▶ [DATASET EXCERPTS]
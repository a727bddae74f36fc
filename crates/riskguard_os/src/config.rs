#![forbid(unsafe_code)]

use std::env;
use std::path::PathBuf;

use riskguard_contracts::policy::PolicyPreset;
use riskguard_engines::registry::DEFAULT_MAX_COLLECTION_WORKERS;
use riskguard_storage::policy_cache::{DEFAULT_CACHE_MAX_ENTRIES, DEFAULT_CACHE_NAMESPACE};

pub const POLICY_FETCH_TIMEOUT_MS_DEFAULT: u64 = 15_000;
pub const POLICY_REFRESH_INTERVAL_MS_DEFAULT: u64 = 300_000;

#[derive(Debug, Clone, PartialEq, Eq)]
pub struct PolicyProviderConfig {
    pub endpoint: Option<String>,
    pub fetch_timeout_ms: u64,
    pub refresh_interval_ms: u64,
    pub cache_dir: Option<PathBuf>,
    pub cache_namespace: String,
    pub cache_max_entries: usize,
    pub fallback_preset: PolicyPreset,
}

impl PolicyProviderConfig {
    pub fn mvp_v1() -> Self {
        Self {
            endpoint: None,
            fetch_timeout_ms: POLICY_FETCH_TIMEOUT_MS_DEFAULT,
            refresh_interval_ms: POLICY_REFRESH_INTERVAL_MS_DEFAULT,
            cache_dir: None,
            cache_namespace: DEFAULT_CACHE_NAMESPACE.to_string(),
            cache_max_entries: DEFAULT_CACHE_MAX_ENTRIES,
            fallback_preset: PolicyPreset::Default,
        }
    }

    pub fn with_endpoint(mut self, endpoint: impl Into<String>) -> Self {
        self.endpoint = Some(endpoint.into());
        self
    }

    pub fn from_env() -> Self {
        Self::from_env_var_map(|key| env::var(key).ok())
    }

    /// Out-of-range or unparsable values fall back to the `mvp_v1` defaults.
    pub fn from_env_var_map<F>(mut env_getter: F) -> Self
    where
        F: FnMut(&str) -> Option<String>,
    {
        let defaults = Self::mvp_v1();
        let endpoint = env_getter("RISKGUARD_POLICY_URL").and_then(non_empty);
        let fetch_timeout_ms = env_getter("RISKGUARD_POLICY_FETCH_TIMEOUT_MS")
            .and_then(|v| v.trim().parse::<u64>().ok())
            .filter(|v| (100..=60_000).contains(v))
            .unwrap_or(defaults.fetch_timeout_ms);
        let refresh_interval_ms = env_getter("RISKGUARD_POLICY_REFRESH_INTERVAL_MS")
            .and_then(|v| v.trim().parse::<u64>().ok())
            .filter(|v| (1_000..=86_400_000).contains(v))
            .unwrap_or(defaults.refresh_interval_ms);
        let cache_dir = env_getter("RISKGUARD_POLICY_CACHE_DIR")
            .and_then(non_empty)
            .map(PathBuf::from);
        let cache_namespace = env_getter("RISKGUARD_POLICY_CACHE_NAMESPACE")
            .and_then(non_empty)
            .unwrap_or(defaults.cache_namespace);
        let cache_max_entries = env_getter("RISKGUARD_POLICY_CACHE_MAX_ENTRIES")
            .and_then(|v| v.trim().parse::<usize>().ok())
            .filter(|v| (1..=64).contains(v))
            .unwrap_or(defaults.cache_max_entries);
        let fallback_preset = env_getter("RISKGUARD_POLICY_PRESET")
            .and_then(|v| parse_preset(&v))
            .unwrap_or(defaults.fallback_preset);

        Self {
            endpoint,
            fetch_timeout_ms,
            refresh_interval_ms,
            cache_dir,
            cache_namespace,
            cache_max_entries,
            fallback_preset,
        }
    }
}

impl Default for PolicyProviderConfig {
    fn default() -> Self {
        Self::mvp_v1()
    }
}

#[derive(Debug, Clone, PartialEq, Eq)]
pub struct RiskEngineConfig {
    pub max_collection_workers: usize,
    pub policy: PolicyProviderConfig,
}

impl RiskEngineConfig {
    pub fn mvp_v1() -> Self {
        Self {
            max_collection_workers: DEFAULT_MAX_COLLECTION_WORKERS,
            policy: PolicyProviderConfig::mvp_v1(),
        }
    }

    pub fn from_env() -> Self {
        Self::from_env_var_map(|key| env::var(key).ok())
    }

    pub fn from_env_var_map<F>(mut env_getter: F) -> Self
    where
        F: FnMut(&str) -> Option<String>,
    {
        let max_collection_workers = env_getter("RISKGUARD_COLLECT_MAX_WORKERS")
            .and_then(|v| v.trim().parse::<usize>().ok())
            .filter(|v| (1..=32).contains(v))
            .unwrap_or(DEFAULT_MAX_COLLECTION_WORKERS);
        Self {
            max_collection_workers,
            policy: PolicyProviderConfig::from_env_var_map(env_getter),
        }
    }
}

impl Default for RiskEngineConfig {
    fn default() -> Self {
        Self::mvp_v1()
    }
}

fn non_empty(value: String) -> Option<String> {
    let trimmed = value.trim();
    if trimmed.is_empty() {
        None
    } else {
        Some(trimmed.to_string())
    }
}

fn parse_preset(value: &str) -> Option<PolicyPreset> {
    match value.trim().to_ascii_lowercase().as_str() {
        "default" => Some(PolicyPreset::Default),
        "strict" => Some(PolicyPreset::Strict),
        "relaxed" => Some(PolicyPreset::Relaxed),
        _ => None,
    }
}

▶ [WHAT TO WORK ON] Restate the records above exactly.

▶ [ANSWER TO THE EXERCISE]
repository a727bddae74f36fc
filename crates/riskguard_os/src/config.rs
#![forbid(unsafe_code)]

use std::env;
use std::path::PathBuf;

use riskguard_contracts::policy::PolicyPreset;
use riskguard_engines::registry::DEFAULT_MAX_COLLECTION_WORKERS;
use riskguard_storage::policy_cache::{DEFAULT_CACHE_MAX_ENTRIES, DEFAULT_CACHE_NAMESPACE};

pub const POLICY_FETCH_TIMEOUT_MS_DEFAULT: u64 = 15_000;
pub const POLICY_REFRESH_INTERVAL_MS_DEFAULT: u64 = 300_000;

#[derive(Debug, Clone, PartialEq, Eq)]
pub struct PolicyProviderConfig {
    pub endpoint: Option<String>,
    pub fetch_timeout_ms: u64,
    pub refresh_interval_ms: u64,
    pub cache_dir: Option<PathBuf>,
    pub cache_namespace: String,
    pub cache_max_entries: usize,
    pub fallback_preset: PolicyPreset,
}

impl PolicyProviderConfig {
    pub fn mvp_v1() -> Self {
        Self {
            endpoint: None,
            fetch_timeout_ms: POLICY_FETCH_TIMEOUT_MS_DEFAULT,
            refresh_interval_ms: POLICY_REFRESH_INTERVAL_MS_DEFAULT,
            cache_dir: None,
            cache_namespace: DEFAULT_CACHE_NAMESPACE.to_string(),
            cache_max_entries: DEFAULT_CACHE_MAX_ENTRIES,
            fallback_preset: PolicyPreset::Default,
        }
    }

    pub fn with_endpoint(mut self, endpoint: impl Into<String>) -> Self {
        self.endpoint = Some(endpoint.into());
        self
    }

    pub fn from_env() -> Self {
        Self::from_env_var_map(|key| env::var(key).ok())
    }

    /// Out-of-range or unparsable values fall back to the `mvp_v1` defaults.
    pub fn from_env_var_map<F>(mut env_getter: F) -> Self
    where
        F: FnMut(&str) -> Option<String>,
    {
        let defaults = Self::mvp_v1();
        let endpoint = env_getter("RISKGUARD_POLICY_URL").and_then(non_empty);
        let fetch_timeout_ms = env_getter("RISKGUARD_POLICY_FETCH_TIMEOUT_MS")
            .and_then(|v| v.trim().parse::<u64>().ok())
            .filter(|v| (100..=60_000).contains(v))
            .unwrap_or(defaults.fetch_timeout_ms);
        let refresh_interval_ms = env_getter("RISKGUARD_POLICY_REFRESH_INTERVAL_MS")
            .and_then(|v| v.trim().parse::<u64>().ok())
            .filter(|v| (1_000..=86_400_000).contains(v))
            .unwrap_or(defaults.refresh_interval_ms);
        let cache_dir = env_getter("RISKGUARD_POLICY_CACHE_DIR")
            .and_then(non_empty)
            .map(PathBuf::from);
        let cache_namespace = env_getter("RISKGUARD_POLICY_CACHE_NAMESPACE")
            .and_then(non_empty)
            .unwrap_or(defaults.cache_namespace);
        let cache_max_entries = env_getter("RISKGUARD_POLICY_CACHE_MAX_ENTRIES")
            .and_then(|v| v.trim().parse::<usize>().ok())
            .filter(|v| (1..=64).contains(v))
            .unwrap_or(defaults.cache_max_entries);
        let fallback_preset = env_getter("RISKGUARD_POLICY_PRESET")
            .and_then(|v| parse_preset(&v))
            .unwrap_or(defaults.fallback_preset);

        Self {
            endpoint,
            fetch_timeout_ms,
            refresh_interval_ms,
            cache_dir,
            cache_namespace,
            cache_max_entries,
            fallback_preset,
        }
    }
}

impl Default for PolicyProviderConfig {
    fn default() -> Self {
        Self::mvp_v1()
    }
}

#[derive(Debug, Clone, PartialEq, Eq)]
pub struct RiskEngineConfig {
    pub max_collection_workers: usize,
    pub policy: PolicyProviderConfig,
}

impl RiskEngineConfig {
    pub fn mvp_v1() -> Self {
        Self {
            max_collection_workers: DEFAULT_MAX_COLLECTION_WORKERS,
            policy: PolicyProviderConfig::mvp_v1(),
        }
    }

    pub fn from_env() -> Self {
        Self::from_env_var_map(|key| env::var(key).ok())
    }

    pub fn from_env_var_map<F>(mut env_getter: F) -> Self
    where
        F: FnMut(&str) -> Option<String>,
    {
        let max_collection_workers = env_getter("RISKGUARD_COLLECT_MAX_WORKERS")
            .and_then(|v| v.trim().parse::<usize>().ok())
            .filter(|v| (1..=32).contains(v))
            .unwrap_or(DEFAULT_MAX_COLLECTION_WORKERS);
        Self {
            max_collection_workers,
            policy: PolicyProviderConfig::from_env_var_map(env_getter),
        }
    }
}

impl Default for RiskEngineConfig {
    fn default() -> Self {
        Self::mvp_v1()
    }
}

fn non_empty(value: String) -> Option<String> {
    let trimmed = value.trim();
    if trimmed.is_empty() {
        None
    } else {
        Some(trimmed.to_string())
    }
}

fn parse_preset(value: &str) -> Option<PolicyPreset> {
    match value.trim().to_ascii_lowercase().as_str() {
        "default" => Some(PolicyPreset::Default),
        "strict" => Some(PolicyPreset::Strict),
        "relaxed" => Some(PolicyPreset::Relaxed),
        _ => None,
    }
}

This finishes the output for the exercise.